Due: 11 pm, Friday, November 20th

This assignment focuses on material from the end of Chapter 7 and the beginning of Chapter 9.  In Chapter 8, various models for Classification were introduced, but it is not practical to try using any of them manually or in Excel.  Nonetheless, the concepts and ideas behind these models are important to understand.

This assignment is based upon the student surveys from fall 2019 and 2020.  You looked at this data in Assignment 2.  In particular, you looked a pivot tables that involved percentages.  This is material that could be interpreted as probabilities.  We will revisit these analyses, but manually.

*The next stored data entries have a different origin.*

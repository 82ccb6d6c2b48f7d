//! Copying a single file into its bucket.
//!
//! The copy is written to a temp file next to the target and published with
//! a no-clobber rename, so the target either appears complete or not at all
//! and an existing file is never replaced.

use crate::error::{Error, Result};
use crate::options::SortOptions;
use std::fs::{self, File};
use std::io;
use std::path::Path;

use super::utils::{copy_file_contents, preserve_timestamps};

/// Copy `src` to `target`, creating the bucket directory if needed.
///
/// Content is always copied; permission bits and timestamps are copied
/// when the corresponding options are enabled. Returns the number of bytes
/// written.
///
/// # Errors
///
/// Returns an error if:
/// - Source is a directory or cannot be read ([`Error::Io`])
/// - The bucket directory cannot be created ([`Error::CreateBucket`])
/// - The target path is already occupied ([`Error::TargetExists`])
/// - Temp file creation fails ([`Error::TempFile`])
/// - Atomic rename fails ([`Error::Persist`])
///
/// Nothing is left at `target` when an error is returned.
pub fn copy_file(src: &Path, target: &Path, options: &SortOptions) -> Result<u64> {
    // Single stat call for all source checks
    let src_meta = fs::metadata(src)?;
    if src_meta.is_dir() {
        return Err(Error::Io(io::Error::new(
            io::ErrorKind::IsADirectory,
            format!("{} is a directory", src.display()),
        )));
    }

    let bucket = target.parent().unwrap_or(Path::new("."));
    fs::create_dir_all(bucket).map_err(|e| Error::CreateBucket {
        path: bucket.to_path_buf(),
        source: e,
    })?;

    // Names are resolved before this point; an occupied target means
    // something outside the run got there first
    if fs::symlink_metadata(target).is_ok() {
        return Err(Error::TargetExists(target.to_path_buf()));
    }

    let src_file = File::open(src)?;

    let temp_file = if options.preserve_permissions {
        // Default tempfile creation (0o600), source permissions are applied later
        tempfile::NamedTempFile::new_in(bucket).map_err(|e| Error::TempFile {
            path: bucket.to_path_buf(),
            source: e,
        })?
    } else {
        #[cfg(unix)]
        {
            use std::os::unix::fs::PermissionsExt;
            // 0o666 lets the umask decide, like a freshly created file
            tempfile::Builder::new()
                .permissions(fs::Permissions::from_mode(0o666))
                .tempfile_in(bucket)
                .map_err(|e| Error::TempFile {
                    path: bucket.to_path_buf(),
                    source: e,
                })?
        }
        #[cfg(not(unix))]
        {
            tempfile::NamedTempFile::new_in(bucket).map_err(|e| Error::TempFile {
                path: bucket.to_path_buf(),
                source: e,
            })?
        }
    };

    let bytes_copied = copy_file_contents(&src_file, temp_file.as_file(), src_meta.len())?;

    if options.fsync {
        temp_file.as_file().sync_all()?;
    }

    if options.preserve_permissions {
        fs::set_permissions(temp_file.path(), src_meta.permissions())?;
    }

    match temp_file.persist_noclobber(target) {
        Ok(_) => {}
        Err(e) if e.error.kind() == io::ErrorKind::AlreadyExists => {
            return Err(Error::TargetExists(target.to_path_buf()));
        }
        Err(e) => {
            return Err(Error::Persist {
                path: target.to_path_buf(),
                source: e.error,
            });
        }
    }

    if options.preserve_timestamps {
        // Timestamp errors are not worth failing a finished copy over
        let _ = preserve_timestamps(&src_meta, target);
    }

    Ok(bytes_copied)
}
//! Log setup for sortcp.
//!
//! Core events arrive through the `tracing` feature of sortcopy and are
//! written to stderr, so stdout stays free for the report.

use clap::ValueEnum;
use std::fmt::Write as _;
use tracing::{Event, Level, Subscriber};
use tracing_subscriber::fmt::format::Writer;
use tracing_subscriber::fmt::{FmtContext, FormatEvent, FormatFields};
use tracing_subscriber::registry::LookupSpan;
use tracing_subscriber::{EnvFilter, fmt, layer::SubscriberExt, util::SubscriberInitExt};

/// Verbosity accepted by `--log-level`.
#[derive(Debug, Clone, Copy, PartialEq, Eq, ValueEnum)]
pub enum LogLevel {
    Error,
    Warn,
    Info,
    Debug,
    Trace,
}

impl LogLevel {
    pub fn as_str(self) -> &'static str {
        match self {
            Self::Error => "error",
            Self::Warn => "warn",
            Self::Info => "info",
            Self::Debug => "debug",
            Self::Trace => "trace",
        }
    }
}

/// Install the global subscriber.
///
/// `RUST_LOG` overrides `level` when set.
pub fn init(level: LogLevel) {
    let env_filter = EnvFilter::try_from_default_env().unwrap_or_else(|_| {
        EnvFilter::new(format!(
            "sortcp={level},sortcopy={level}",
            level = level.as_str()
        ))
    });

    let stderr_layer = fmt::layer()
        .with_writer(std::io::stderr)
        .with_ansi(false)
        .event_format(LevelPrefix);

    // A second init (e.g. in tests) keeps the first subscriber
    let _ = tracing_subscriber::registry()
        .with(env_filter)
        .with(stderr_layer)
        .try_init();
}

/// Formats each event as `LEVEL: message`.
struct LevelPrefix;

impl<S, N> FormatEvent<S, N> for LevelPrefix
where
    S: Subscriber + for<'a> LookupSpan<'a>,
    N: for<'a> FormatFields<'a> + 'static,
{
    fn format_event(
        &self,
        ctx: &FmtContext<'_, S, N>,
        mut writer: Writer<'_>,
        event: &Event<'_>,
    ) -> std::fmt::Result {
        write!(writer, "{}: ", level_name(*event.metadata().level()))?;
        ctx.field_format().format_fields(writer.by_ref(), event)?;
        writeln!(writer)
    }
}

fn level_name(level: Level) -> &'static str {
    if level == Level::WARN {
        "WARNING"
    } else {
        level.as_str()
    }
}
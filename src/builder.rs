//! Builder API for sort runs.
//!
//! The builder pattern provides a fluent interface for configuring and
//! executing a sort. This is often more convenient than manually
//! constructing [`SortOptions`].
//!
//! # Examples
//!
//! ## Basic Usage
//!
//! ```no_run
//! use sortcopy::SortBuilder;
//!
//! let report = SortBuilder::new("downloads", "dist").run()?;
//! println!("Sorted {} files into {} buckets", report.files_copied, report.buckets.len());
//! # Ok::<(), sortcopy::Error>(())
//! ```
//!
//! ## Preview
//!
//! ```no_run
//! use sortcopy::SortBuilder;
//!
//! let report = SortBuilder::new("downloads", "dist").dry_run().run()?;
//! for file in &report.copied {
//!     println!("{} -> {}", file.source.display(), file.target.display());
//! }
//! # Ok::<(), sortcopy::Error>(())
//! ```

use crate::error::Result;
use crate::event::SortEvent;
use crate::options::SortOptions;
use crate::sort::{SortReport, sort_dir};
use std::path::{Path, PathBuf};

/// A builder for configuring and executing a sort run.
///
/// # Example
///
/// ```no_run
/// use sortcopy::SortBuilder;
///
/// let report = SortBuilder::new("~/Downloads", "~/Sorted")
///     .parallel(8)
///     .max_depth(10)
///     .no_timestamps()
///     .run()?;
/// # Ok::<(), sortcopy::Error>(())
/// ```
#[derive(Debug, Clone)]
pub struct SortBuilder {
    src: PathBuf,
    dst: PathBuf,
    options: SortOptions,
}

impl SortBuilder {
    /// Create a new `SortBuilder` for the given source and destination.
    ///
    /// Uses default options (sequential, follow symlinks, preserve metadata).
    pub fn new<P: AsRef<Path>, Q: AsRef<Path>>(src: P, dst: Q) -> Self {
        Self {
            src: src.as_ref().to_path_buf(),
            dst: dst.as_ref().to_path_buf(),
            options: SortOptions::default(),
        }
    }

    /// Set the number of parallel copy workers.
    ///
    /// Default is 1, which copies each file as soon as it is found.
    #[must_use]
    pub fn parallel(mut self, threads: usize) -> Self {
        self.options = self.options.with_parallel(threads);
        self
    }

    /// Sync each copy to disk before publishing it.
    #[must_use]
    pub fn fsync(mut self) -> Self {
        self.options = self.options.with_fsync();
        self
    }

    /// Do not preserve file timestamps.
    #[must_use]
    pub fn no_timestamps(mut self) -> Self {
        self.options = self.options.without_timestamps();
        self
    }

    /// Do not preserve file permissions.
    #[must_use]
    pub fn no_permissions(mut self) -> Self {
        self.options = self.options.without_permissions();
        self
    }

    /// Ignore symlinks instead of following them.
    #[must_use]
    pub fn no_follow_symlinks(mut self) -> Self {
        self.options = self.options.without_following_symlinks();
        self
    }

    /// Skip directories deeper than `depth` below the source root.
    #[must_use]
    pub fn max_depth(mut self, depth: usize) -> Self {
        self.options = self.options.with_max_depth(depth);
        self
    }

    /// Resolve buckets and names without copying.
    #[must_use]
    pub fn dry_run(mut self) -> Self {
        self.options = self.options.with_dry_run();
        self
    }

    /// Receive every [`SortEvent`] of the run.
    ///
    /// # Example
    ///
    /// ```no_run
    /// use sortcopy::{SortBuilder, SortEvent};
    ///
    /// let report = SortBuilder::new("src", "dist")
    ///     .on_event(|event| eprintln!("{event}"))
    ///     .run()?;
    /// # Ok::<(), sortcopy::Error>(())
    /// ```
    #[must_use]
    pub fn on_event(mut self, handler: fn(&SortEvent)) -> Self {
        self.options = self.options.with_event_handler(handler);
        self
    }

    /// Get a reference to the current options.
    pub fn options(&self) -> &SortOptions {
        &self.options
    }

    /// Consume the builder and return the options.
    pub fn into_options(self) -> SortOptions {
        self.options
    }

    /// Execute the sort.
    ///
    /// # Errors
    ///
    /// Returns an error only if the roots fail validation; see
    /// [`resolve_roots`](crate::resolve_roots).
    pub fn run(self) -> Result<SortReport> {
        sort_dir(&self.src, &self.dst, &self.options)
    }
}
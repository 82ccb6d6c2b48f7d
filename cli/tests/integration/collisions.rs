//! Name collision tests for sortcp
//!
//! Existing files are never overwritten: a clash becomes `stem_N.ext`.

#[path = "../common/mod.rs"]
mod common;

use assert_cmd::cargo::cargo_bin_cmd;
use common::TestFixture;
use std::fs;

fn sort(fixture: &TestFixture) {
    cargo_bin_cmd!("sortcp")
        .arg(fixture.src.path())
        .arg(fixture.dst.path())
        .assert()
        .success();
}

#[test]
fn test_same_name_in_different_directories() {
    let fixture = TestFixture::new();
    fixture.write("a/notes.txt", "first");
    fixture.write("b/notes.txt", "second");
    fixture.write("c/notes.txt", "third");

    sort(&fixture);

    // Directories are visited in name order
    fixture.assert_file_content(&fixture.out("txt/notes.txt"), "first");
    fixture.assert_file_content(&fixture.out("txt/notes_1.txt"), "second");
    fixture.assert_file_content(&fixture.out("txt/notes_2.txt"), "third");
}

#[test]
fn test_rerun_never_overwrites() {
    let fixture = TestFixture::with_sample_tree();

    sort(&fixture);
    sort(&fixture);

    assert_eq!(fixture.bucket_files("md"), vec!["report.md", "report_1.md"]);
    assert_eq!(fixture.bucket_files("unknown"), vec!["README", "README_1"]);
    assert_eq!(
        fixture.bucket_files("gz"),
        vec!["archive.tar.gz", "archive.tar_1.gz"]
    );
    assert_eq!(fixture.count_files_recursive(fixture.dst.path()), 10);
}

#[test]
fn test_preexisting_destination_file_is_kept() {
    let fixture = TestFixture::new();
    fixture.write("photo.jpg", "new");
    fs::create_dir_all(fixture.out("jpg")).unwrap();
    fs::write(fixture.out("jpg/photo.jpg"), "old").unwrap();

    sort(&fixture);

    fixture.assert_file_content(&fixture.out("jpg/photo.jpg"), "old");
    fixture.assert_file_content(&fixture.out("jpg/photo_1.jpg"), "new");
}

#[test]
fn test_suffix_skips_taken_numbers() {
    let fixture = TestFixture::new();
    fixture.write("data.csv", "fresh");
    fs::create_dir_all(fixture.out("csv")).unwrap();
    fs::write(fixture.out("csv/data.csv"), "0").unwrap();
    fs::write(fixture.out("csv/data_1.csv"), "1").unwrap();

    sort(&fixture);

    fixture.assert_file_content(&fixture.out("csv/data_2.csv"), "fresh");
}

#[cfg(target_os = "linux")]
#[test]
fn test_case_variants_of_extension_share_bucket() {
    let fixture = TestFixture::new();
    fixture.write("a/Image.JPG", "upper");
    fixture.write("b/Image.jpg", "lower");

    sort(&fixture);

    assert_eq!(fixture.buckets(), vec!["jpg"]);
    assert_eq!(fixture.bucket_files("jpg"), vec!["Image.JPG", "Image.jpg"]);
}

#[test]
fn test_collisions_with_parallel_jobs() {
    let fixture = TestFixture::new();
    for dir in ["a", "b", "c", "d"] {
        fixture.write(&format!("{dir}/same.log"), dir);
    }

    cargo_bin_cmd!("sortcp")
        .args(["-j", "3"])
        .arg(fixture.src.path())
        .arg(fixture.dst.path())
        .assert()
        .success();

    fixture.assert_file_content(&fixture.out("log/same.log"), "a");
    fixture.assert_file_content(&fixture.out("log/same_1.log"), "b");
    fixture.assert_file_content(&fixture.out("log/same_2.log"), "c");
    fixture.assert_file_content(&fixture.out("log/same_3.log"), "d");
}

You also looked at average summer earnings and found some differences depending upon where students were from.  We will look at this topic again, but using regression analysis with nominal variables.  For the regression analysis, missing values interfere with the necessary calculations.  Regression analysis does not permit missing values for any variable in the model.  For this reason, I have “cleaned” the file by removing records for students who did not report earning or had earnings of zero.  I have also removed or edited some records that had values that appeared to be invalid.  The edited filed is called Survey 2019 and 2020 Assignment4.xlxs

You will observe that approximately 80 observations have been deleted because of missing, zero or invalid summer earnings.

In Assignment #2 we observed that summer earnings were lower for international students and highest for Nova Scotian students.  Home was a nominal variable with many values.  Even reducing it to 3 values (Nova Scotia, Canada, and International) makes it a new challenge to include in a regression model.  Two new variables have been created.

Intl = 1 if the student is from outside Canada and 0 otherwise.

Canada = 1 if the student is Canadian but from outside Nova Scotia.

We had also observed that summer earnings appeared to be lower in 2020 than in 2019.

Class01 = 1 if the student is in the 2020 class and 0 if s/he was in the 2019 class.

Often when looking at earnings data, we observe that earnings are lower for females.

Gender01 = 1 if female and 0 if male.

Two numeric variables with few missing values were age and high school average.  Older students are likely to have more work experience and thus may have higher earnings.  Some may actually be working full time and studying part time.

Does high school average have any relationship with summer earnings?  Don’t know but chose to look and see.

1.       In assignment 3, you chose the first variable by looking at the correlation between the outcome and the input variables.  Several of the input variables are binary.  Correlation measures linear relationships.  Does it make sense to calculate correlations with binary variables?  If you recall, our first model for classification had a binary outcome, but we still fit the model.  What happens here?